Start by finding out what you’re actually publishing. Most teams cannot answer the question, “How much of our content involved AI?” That’s the real gap, and it’s a governance problem before it’s ever a legal one.
- Add a labeling field to your content model. One element on the content types that matter gives you a way to capture that information from the start. It’s simple to implement, easy to change, and gives you the data you need. If you use Kontent.ai, we’ve documented exactly how to set this up, including which element type to choose and how to keep it reliable when AI agents are involved.
- Decide who owns editorial responsibility. If you plan to rely on the human review exemption, that reliance needs to be real: a named owner, an actual review step, and a record that it happened. A workflow step in your CMS can make this part of the publishing process.
- Be careful with autonomous publishing. If your AI agents can publish without human review, the human editorial review exemption may not apply. Keep a human approval step, or ensure required labelling is applied automatically. Agentic CMS platforms like Kontent.ai provide publishing guardrails that keep teams in control of when and how AI-generated content goes live.

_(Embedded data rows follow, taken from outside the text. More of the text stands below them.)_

// SPDX-License-Identifier: MIT
// © 2025–2026 Christopher Liu

//! Elevation axis: a single-turn encoder paired with a stepper.
//!
//! The elevation travel is less than a turn but is read on the same kind of encoder ring as
//! azimuth. The ring is anchored at the zenith reading; the horizon sits a quarter turn before it.
//! The stepper is mounted so that positive motor steps move the encoder backwards.

use crate::drivers::{AngleEncoder, EncoderCount, StepActuator};
use crate::hw::EncoderBus;
use crate::motors::ring;

pub struct ElevationAxis<E, A> {
    encoder: E,
    actuator: A,
    modulus: u32,
    horizon_count: EncoderCount,
    reduction: f32,
    microsteps_per_turn: u32,
}

impl<E, A> ElevationAxis<E, A>
where
    A: StepActuator,
{
    /// Create a new elevation axis from the encoder count read at the zenith.
    pub fn new(
        encoder: E,
        actuator: A,
        modulus: u32,
        zenith_count: EncoderCount,
        reduction: f32,
        microsteps_per_turn: u32,
    ) -> Self {
        Self {
            encoder,
            actuator,
            modulus,
            horizon_count: ring::horizon_offset(zenith_count, modulus),
            reduction,
            microsteps_per_turn,
        }
    }

    /// Tear down this axis and return its encoder and actuator.
    pub fn free(self) -> (E, A) {
        (self.encoder, self.actuator)
    }

    #[inline]
    pub fn horizon_count(&self) -> EncoderCount {
        self.horizon_count
    }

    /// Encoder count for an elevation above the horizon. Callers clamp first.
    pub fn target_count(&self, elevation_deg: f32) -> EncoderCount {
        ring::deg_to_count(elevation_deg, self.horizon_count, self.modulus)
    }

    /// Elevation for an encoder count, negative below the horizon.
    pub fn elevation_deg(&self, count: EncoderCount) -> f32 {
        let deg = ring::count_to_deg(count, self.horizon_count, self.modulus);
        if deg > ring::FULL_TURN_DEG / 2.0 {
            deg - ring::FULL_TURN_DEG
        } else {
            deg
        }
    }

    /// Motor microsteps for a signed encoder distance.
    #[inline]
    pub fn steps_for_counts(&self, delta: i32) -> i32 {
        ring::counts_to_steps(
            delta,
            self.modulus,
            self.reduction,
            self.microsteps_per_turn,
        )
    }

    /// Move by `steps` in encoder sense. Returns the command sent to the driver, which is reversed.
    pub fn step(&mut self, steps: i32) -> i32 {
        let command = -steps;
        self.actuator.step(command);
        command
    }

    pub fn read_position<B>(&mut self, bus: &mut B) -> Result<EncoderCount, B::Error>
    where
        B: EncoderBus,
        E: AngleEncoder<B>,
    {
        self.encoder.read_position(bus)
    }
}
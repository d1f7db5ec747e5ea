// SPDX-License-Identifier: MIT
// © 2025–2026 Christopher Liu

//! # Device Contracts
//!
//! This module holds the device-level interfaces the pointing logic drives. Concrete drivers
//! (encoder register protocol, step pulse generation) implement these traits outside this crate.
//!
//! ## Contracts
//!
//! - [`encoder`] – absolute single-turn and multi-turn encoders on the shared bus
//! - [`stepper`] – signed, fire-and-forget step commands

pub mod encoder;
pub mod stepper;

pub use encoder::{AngleEncoder, EncoderCount, MultiTurnEncoder, TurnCount};
pub use stepper::StepActuator;
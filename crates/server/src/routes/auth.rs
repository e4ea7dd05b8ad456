use std::sync::Arc;

use axum::{extract::State, http::HeaderMap, Json};
use service::auth::domain::{LoginRequest, LoginResponse, RemoteUser};
use tracing::{info, warn};

use crate::accounts::AccountDirectory;
use crate::errors::ApiError;
use crate::tokens::TokenIssuer;

#[derive(Clone)]
pub struct ServerState {
    pub accounts: Arc<AccountDirectory>,
    pub tokens: TokenIssuer,
}

/// `POST /auth/login`: verify identifier/secret and issue a token.
pub async fn login(State(state): State<ServerState>, Json(input): Json<LoginRequest>) -> Result<Json<LoginResponse>, ApiError> {
    if input.identifier.trim().is_empty() || input.secret.is_empty() {
        return Err(ApiError::BadRequest("identifier and secret are required".into()));
    }
    let account = state
        .accounts
        .verify(&input.identifier, &input.secret)
        .await
        .map_err(|e| ApiError::Internal(e.to_string()))?
        .ok_or_else(|| {
            warn!(identifier = %input.identifier, "login rejected");
            ApiError::Unauthorized
        })?;
    let token = state.tokens.issue(&account)?;
    info!(account_id = %account.id, role = %account.role, "login accepted");
    Ok(Json(LoginResponse {
        token,
        user: RemoteUser { id: account.id, role: account.role.to_string(), display_name: account.display_name },
    }))
}

/// `GET /auth/session`: identity behind a bearer token, if the token and the
/// account are both still valid.
pub async fn session(State(state): State<ServerState>, headers: HeaderMap) -> Result<Json<RemoteUser>, ApiError> {
    let token = bearer_token(&headers).ok_or(ApiError::InvalidToken)?;
    let claims = state.tokens.validate(token)?;
    let account = state.accounts.find(&claims.idn).await.ok_or(ApiError::InvalidToken)?;
    if account.id != claims.sub {
        return Err(ApiError::InvalidToken);
    }
    Ok(Json(RemoteUser { id: account.id, role: account.role.to_string(), display_name: account.display_name }))
}

fn bearer_token(headers: &HeaderMap) -> Option<&str> {
    headers
        .get(axum::http::header::AUTHORIZATION)
        .and_then(|v| v.to_str().ok())
        .and_then(|h| h.strip_prefix("Bearer "))
        .map(str::trim)
        .filter(|t| !t.is_empty())
}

- Keep the label separate from the display. Store the fact that content is AI-generated as structured data. Decide separately how (and if) to show it on each channel. Your website, app, and partner feed may each need something different, and you don’t want to redo the modeling every time.
That last point is the one we’d stress. If the requirements tighten, the teams who already hold this as clean, queryable data will adapt. The teams who don’t will be stuck doing a costly content audit.
How Kontent.ai supports your EU AI Act compliance
Personalized workflows: Keep humans in the loop by designing workflows where content is reviewed and approved by an authorized user before it is published.
Audit log + version history: See what was generated or edited by AI agents, track changes, and maintain a clear record of how content was created and reviewed.
Role-based permissions: Control who can create, edit, approve, and publish content, and prevent AI agents from publishing without explicit authorization.
Certifications: Kontent.ai takes AI governance and security seriously, aligning with leading industry frameworks and certifications, including AI ISO standards, the AI Pact, and the CSA AI Trustworthy Pledge 2025. To learn more about our certifications, visit our trust center.
Where we stand
Rather than introduce a one-size-fits-all AI labeling feature that could become outdated with a single regulatory change, we’re taking a more practical approach. Kontent.ai gives teams the flexibility to meet current requirements, while we continue to update the product as governing bodies provide further guidance. We’ll keep pace with regulatory changes, so your team doesn’t have to.